> Data for the task:
= = = = =

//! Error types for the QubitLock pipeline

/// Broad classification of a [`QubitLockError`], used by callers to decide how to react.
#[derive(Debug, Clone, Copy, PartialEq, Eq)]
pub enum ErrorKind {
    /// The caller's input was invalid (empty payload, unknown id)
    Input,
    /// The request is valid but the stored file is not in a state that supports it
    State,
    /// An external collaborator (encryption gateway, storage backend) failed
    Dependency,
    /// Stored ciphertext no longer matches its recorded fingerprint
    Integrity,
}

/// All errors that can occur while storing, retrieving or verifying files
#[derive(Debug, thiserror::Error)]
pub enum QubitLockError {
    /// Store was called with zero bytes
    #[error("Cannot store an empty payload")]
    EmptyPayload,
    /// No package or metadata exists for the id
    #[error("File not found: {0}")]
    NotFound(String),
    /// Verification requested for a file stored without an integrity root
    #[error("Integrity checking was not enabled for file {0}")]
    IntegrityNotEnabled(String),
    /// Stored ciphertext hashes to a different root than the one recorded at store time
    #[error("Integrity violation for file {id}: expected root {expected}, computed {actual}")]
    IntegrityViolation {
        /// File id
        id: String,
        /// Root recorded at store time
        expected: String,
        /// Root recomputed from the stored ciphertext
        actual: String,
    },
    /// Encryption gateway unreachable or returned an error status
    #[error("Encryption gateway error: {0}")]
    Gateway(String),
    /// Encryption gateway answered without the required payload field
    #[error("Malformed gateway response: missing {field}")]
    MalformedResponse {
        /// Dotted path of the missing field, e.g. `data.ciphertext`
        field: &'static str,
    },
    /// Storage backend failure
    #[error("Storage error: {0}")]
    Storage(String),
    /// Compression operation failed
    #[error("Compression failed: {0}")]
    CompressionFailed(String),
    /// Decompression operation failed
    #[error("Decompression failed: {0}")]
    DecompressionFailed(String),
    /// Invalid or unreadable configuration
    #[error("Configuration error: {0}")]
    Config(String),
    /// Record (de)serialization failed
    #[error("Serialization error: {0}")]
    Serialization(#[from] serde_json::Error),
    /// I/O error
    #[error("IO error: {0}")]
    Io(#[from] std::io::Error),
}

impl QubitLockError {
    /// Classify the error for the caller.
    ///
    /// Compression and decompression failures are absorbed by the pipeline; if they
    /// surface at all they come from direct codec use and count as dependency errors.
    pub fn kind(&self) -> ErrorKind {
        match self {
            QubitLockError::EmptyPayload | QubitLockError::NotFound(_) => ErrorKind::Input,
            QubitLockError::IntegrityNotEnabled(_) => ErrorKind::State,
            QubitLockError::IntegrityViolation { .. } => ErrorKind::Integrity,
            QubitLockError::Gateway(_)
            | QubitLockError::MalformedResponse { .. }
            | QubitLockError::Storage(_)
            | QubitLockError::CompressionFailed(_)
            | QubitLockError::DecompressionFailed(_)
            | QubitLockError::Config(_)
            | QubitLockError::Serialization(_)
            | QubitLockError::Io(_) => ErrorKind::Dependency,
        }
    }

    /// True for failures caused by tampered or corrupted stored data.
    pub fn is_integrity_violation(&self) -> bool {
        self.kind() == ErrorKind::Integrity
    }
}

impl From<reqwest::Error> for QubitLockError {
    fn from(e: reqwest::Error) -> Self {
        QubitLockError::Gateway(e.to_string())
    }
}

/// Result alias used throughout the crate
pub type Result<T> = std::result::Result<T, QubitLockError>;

= = = = =

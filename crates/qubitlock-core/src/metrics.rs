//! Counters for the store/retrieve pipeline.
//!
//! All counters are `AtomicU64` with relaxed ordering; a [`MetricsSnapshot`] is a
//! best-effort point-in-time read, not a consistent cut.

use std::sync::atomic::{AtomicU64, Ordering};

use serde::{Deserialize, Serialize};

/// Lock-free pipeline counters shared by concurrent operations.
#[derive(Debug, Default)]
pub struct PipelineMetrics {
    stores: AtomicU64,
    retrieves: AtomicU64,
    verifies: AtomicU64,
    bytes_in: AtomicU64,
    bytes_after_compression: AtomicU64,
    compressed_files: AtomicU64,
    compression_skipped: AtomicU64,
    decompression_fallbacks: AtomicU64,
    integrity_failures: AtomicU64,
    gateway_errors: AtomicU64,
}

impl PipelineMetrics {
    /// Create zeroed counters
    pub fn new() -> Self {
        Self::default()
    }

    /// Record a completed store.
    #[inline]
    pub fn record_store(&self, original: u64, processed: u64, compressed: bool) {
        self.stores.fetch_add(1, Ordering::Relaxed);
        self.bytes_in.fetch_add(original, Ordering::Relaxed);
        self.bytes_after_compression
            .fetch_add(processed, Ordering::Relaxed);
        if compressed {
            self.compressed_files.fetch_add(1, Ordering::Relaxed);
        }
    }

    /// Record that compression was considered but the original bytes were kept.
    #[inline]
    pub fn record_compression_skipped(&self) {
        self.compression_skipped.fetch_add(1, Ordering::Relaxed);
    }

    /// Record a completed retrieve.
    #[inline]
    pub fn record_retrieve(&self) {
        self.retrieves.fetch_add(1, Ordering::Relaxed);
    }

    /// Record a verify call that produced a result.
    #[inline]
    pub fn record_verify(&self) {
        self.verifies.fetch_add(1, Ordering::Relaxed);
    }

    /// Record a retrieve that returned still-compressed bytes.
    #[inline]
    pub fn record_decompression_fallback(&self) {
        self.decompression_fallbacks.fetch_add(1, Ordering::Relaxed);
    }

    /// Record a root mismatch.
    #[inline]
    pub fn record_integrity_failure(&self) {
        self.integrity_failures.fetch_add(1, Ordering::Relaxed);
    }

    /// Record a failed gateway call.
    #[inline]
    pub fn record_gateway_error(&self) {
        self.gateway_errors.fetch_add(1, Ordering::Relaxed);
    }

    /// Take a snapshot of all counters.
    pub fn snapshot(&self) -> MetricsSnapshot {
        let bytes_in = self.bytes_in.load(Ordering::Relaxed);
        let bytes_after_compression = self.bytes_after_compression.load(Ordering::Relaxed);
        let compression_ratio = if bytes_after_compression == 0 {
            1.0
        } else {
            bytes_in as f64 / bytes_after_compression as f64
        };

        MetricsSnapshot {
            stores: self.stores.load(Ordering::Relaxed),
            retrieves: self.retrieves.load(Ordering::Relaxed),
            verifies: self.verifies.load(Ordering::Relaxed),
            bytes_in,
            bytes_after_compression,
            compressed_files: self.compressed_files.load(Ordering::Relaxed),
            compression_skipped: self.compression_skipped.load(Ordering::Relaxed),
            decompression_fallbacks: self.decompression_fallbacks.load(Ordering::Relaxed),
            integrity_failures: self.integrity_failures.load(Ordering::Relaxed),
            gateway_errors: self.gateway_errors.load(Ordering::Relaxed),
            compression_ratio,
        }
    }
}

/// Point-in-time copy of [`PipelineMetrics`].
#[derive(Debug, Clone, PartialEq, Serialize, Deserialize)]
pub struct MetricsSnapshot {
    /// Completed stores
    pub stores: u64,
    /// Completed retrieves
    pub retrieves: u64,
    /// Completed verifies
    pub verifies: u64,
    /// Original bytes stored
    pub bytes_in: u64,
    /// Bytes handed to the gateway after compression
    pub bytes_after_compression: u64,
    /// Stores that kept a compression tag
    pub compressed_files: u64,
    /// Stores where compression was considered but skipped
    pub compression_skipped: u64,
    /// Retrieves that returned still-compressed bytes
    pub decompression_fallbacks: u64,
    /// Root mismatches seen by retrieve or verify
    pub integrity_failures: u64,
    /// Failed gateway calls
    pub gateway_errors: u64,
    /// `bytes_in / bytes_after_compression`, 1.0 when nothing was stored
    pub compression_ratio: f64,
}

= = = = =

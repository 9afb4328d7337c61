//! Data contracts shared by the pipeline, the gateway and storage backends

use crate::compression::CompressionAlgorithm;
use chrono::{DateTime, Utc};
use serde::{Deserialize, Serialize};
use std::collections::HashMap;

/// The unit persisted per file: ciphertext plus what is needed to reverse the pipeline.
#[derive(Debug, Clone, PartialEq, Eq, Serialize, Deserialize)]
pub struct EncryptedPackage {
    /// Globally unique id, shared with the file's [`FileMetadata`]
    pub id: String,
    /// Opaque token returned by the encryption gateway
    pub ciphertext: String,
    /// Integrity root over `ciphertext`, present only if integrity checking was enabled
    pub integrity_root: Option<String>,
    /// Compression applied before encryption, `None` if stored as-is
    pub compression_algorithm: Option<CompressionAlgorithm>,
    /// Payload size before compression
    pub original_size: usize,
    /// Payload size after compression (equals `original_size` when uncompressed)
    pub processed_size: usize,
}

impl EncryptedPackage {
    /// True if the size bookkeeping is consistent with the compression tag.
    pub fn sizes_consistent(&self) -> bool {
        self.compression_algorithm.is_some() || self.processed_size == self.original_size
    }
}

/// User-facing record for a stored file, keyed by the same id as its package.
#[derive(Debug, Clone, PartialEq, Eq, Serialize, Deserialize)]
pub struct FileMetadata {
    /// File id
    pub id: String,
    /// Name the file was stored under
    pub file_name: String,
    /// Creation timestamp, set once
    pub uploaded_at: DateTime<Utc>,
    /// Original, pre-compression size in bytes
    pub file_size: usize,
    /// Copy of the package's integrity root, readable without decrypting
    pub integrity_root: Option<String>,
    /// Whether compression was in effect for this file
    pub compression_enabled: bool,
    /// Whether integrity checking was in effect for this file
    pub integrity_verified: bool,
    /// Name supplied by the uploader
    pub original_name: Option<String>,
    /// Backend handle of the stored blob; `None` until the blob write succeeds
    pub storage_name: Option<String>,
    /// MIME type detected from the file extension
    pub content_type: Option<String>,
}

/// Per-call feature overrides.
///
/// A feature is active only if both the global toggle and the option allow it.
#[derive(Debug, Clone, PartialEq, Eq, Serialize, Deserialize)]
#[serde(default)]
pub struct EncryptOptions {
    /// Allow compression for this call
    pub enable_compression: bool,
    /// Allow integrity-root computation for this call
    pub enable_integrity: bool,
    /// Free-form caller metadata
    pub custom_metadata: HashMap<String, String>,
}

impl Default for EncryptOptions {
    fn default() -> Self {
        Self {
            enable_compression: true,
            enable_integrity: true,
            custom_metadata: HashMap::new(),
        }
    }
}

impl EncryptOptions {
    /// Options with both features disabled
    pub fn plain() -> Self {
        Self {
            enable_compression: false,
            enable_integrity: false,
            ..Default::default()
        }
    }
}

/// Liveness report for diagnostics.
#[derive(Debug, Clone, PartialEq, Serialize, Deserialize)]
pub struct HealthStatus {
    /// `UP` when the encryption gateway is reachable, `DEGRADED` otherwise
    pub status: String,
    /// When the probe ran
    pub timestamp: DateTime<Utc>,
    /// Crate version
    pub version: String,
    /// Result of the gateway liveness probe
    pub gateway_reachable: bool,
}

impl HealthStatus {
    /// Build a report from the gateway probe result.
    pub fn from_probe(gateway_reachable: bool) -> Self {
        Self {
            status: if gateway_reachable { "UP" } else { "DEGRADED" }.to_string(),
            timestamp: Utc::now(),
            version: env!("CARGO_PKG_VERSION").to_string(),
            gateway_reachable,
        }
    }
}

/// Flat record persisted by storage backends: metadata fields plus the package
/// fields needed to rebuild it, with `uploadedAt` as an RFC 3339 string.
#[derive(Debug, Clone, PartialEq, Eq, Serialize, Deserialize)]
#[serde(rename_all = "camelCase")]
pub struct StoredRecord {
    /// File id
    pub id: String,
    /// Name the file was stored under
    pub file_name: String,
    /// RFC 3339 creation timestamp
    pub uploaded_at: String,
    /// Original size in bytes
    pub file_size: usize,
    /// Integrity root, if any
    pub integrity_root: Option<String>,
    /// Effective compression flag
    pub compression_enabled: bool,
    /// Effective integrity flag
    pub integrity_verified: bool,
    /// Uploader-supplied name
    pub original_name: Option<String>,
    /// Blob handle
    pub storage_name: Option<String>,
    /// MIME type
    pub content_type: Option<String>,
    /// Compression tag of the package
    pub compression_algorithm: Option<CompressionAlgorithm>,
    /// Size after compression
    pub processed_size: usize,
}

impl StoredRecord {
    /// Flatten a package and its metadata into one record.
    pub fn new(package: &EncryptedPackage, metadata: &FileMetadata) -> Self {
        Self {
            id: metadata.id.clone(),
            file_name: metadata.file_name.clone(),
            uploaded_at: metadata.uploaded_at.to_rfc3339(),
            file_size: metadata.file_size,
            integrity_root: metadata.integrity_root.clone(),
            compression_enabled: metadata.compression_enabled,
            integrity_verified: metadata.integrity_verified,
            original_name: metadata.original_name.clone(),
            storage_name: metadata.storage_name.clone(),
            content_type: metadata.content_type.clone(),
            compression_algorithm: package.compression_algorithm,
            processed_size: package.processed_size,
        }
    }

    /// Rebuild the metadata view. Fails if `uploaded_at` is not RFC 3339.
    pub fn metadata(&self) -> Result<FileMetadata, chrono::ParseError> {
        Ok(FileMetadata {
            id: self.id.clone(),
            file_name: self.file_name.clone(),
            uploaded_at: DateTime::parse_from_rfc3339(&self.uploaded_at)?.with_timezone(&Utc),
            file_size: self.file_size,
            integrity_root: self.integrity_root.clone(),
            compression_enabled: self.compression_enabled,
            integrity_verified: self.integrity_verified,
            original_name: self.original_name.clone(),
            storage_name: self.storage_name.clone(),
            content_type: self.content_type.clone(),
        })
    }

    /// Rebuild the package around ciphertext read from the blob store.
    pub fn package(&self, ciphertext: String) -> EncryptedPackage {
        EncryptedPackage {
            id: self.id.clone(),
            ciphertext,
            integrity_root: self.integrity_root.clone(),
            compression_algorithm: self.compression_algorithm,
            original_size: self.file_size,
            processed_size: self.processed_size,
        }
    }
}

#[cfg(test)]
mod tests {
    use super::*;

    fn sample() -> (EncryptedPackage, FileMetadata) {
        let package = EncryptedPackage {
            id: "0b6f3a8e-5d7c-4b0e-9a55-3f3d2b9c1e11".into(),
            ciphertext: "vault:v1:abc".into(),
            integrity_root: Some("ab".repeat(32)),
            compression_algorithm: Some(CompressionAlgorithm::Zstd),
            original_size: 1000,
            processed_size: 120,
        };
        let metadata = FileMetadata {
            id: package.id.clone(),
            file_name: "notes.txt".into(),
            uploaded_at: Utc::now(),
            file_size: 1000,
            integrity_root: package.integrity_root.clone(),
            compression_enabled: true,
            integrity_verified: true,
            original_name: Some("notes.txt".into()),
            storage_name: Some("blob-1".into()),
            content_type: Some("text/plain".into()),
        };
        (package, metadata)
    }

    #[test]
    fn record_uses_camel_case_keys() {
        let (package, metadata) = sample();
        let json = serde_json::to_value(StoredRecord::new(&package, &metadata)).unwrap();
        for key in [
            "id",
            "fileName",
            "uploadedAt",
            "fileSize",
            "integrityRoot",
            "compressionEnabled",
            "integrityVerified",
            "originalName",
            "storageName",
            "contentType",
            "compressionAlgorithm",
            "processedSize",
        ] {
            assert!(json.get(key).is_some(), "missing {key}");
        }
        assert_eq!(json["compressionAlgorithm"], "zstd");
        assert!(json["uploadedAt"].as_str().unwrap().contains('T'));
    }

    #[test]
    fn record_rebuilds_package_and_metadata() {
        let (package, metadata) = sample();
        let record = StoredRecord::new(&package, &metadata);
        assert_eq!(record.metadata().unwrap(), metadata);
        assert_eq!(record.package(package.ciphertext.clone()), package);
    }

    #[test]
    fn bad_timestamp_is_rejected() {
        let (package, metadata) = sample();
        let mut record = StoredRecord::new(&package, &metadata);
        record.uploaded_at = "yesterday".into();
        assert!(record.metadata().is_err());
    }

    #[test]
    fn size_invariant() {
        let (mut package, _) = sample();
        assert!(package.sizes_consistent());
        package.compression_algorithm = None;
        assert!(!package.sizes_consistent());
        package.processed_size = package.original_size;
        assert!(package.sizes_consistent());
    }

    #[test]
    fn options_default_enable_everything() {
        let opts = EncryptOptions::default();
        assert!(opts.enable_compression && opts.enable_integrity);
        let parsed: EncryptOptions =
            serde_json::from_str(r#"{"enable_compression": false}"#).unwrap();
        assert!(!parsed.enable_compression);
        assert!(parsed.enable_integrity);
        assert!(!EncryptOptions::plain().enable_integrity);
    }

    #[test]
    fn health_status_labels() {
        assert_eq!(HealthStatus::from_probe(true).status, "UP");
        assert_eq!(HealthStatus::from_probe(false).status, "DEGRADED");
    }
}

= = = = =

> About this task: The answer must be all the lines above that hold the word "false".

> Written reply:
            enable_compression: false,
            enable_integrity: false,
            serde_json::from_str(r#"{"enable_compression": false}"#).unwrap();
        assert_eq!(HealthStatus::from_probe(false).status, "DEGRADED");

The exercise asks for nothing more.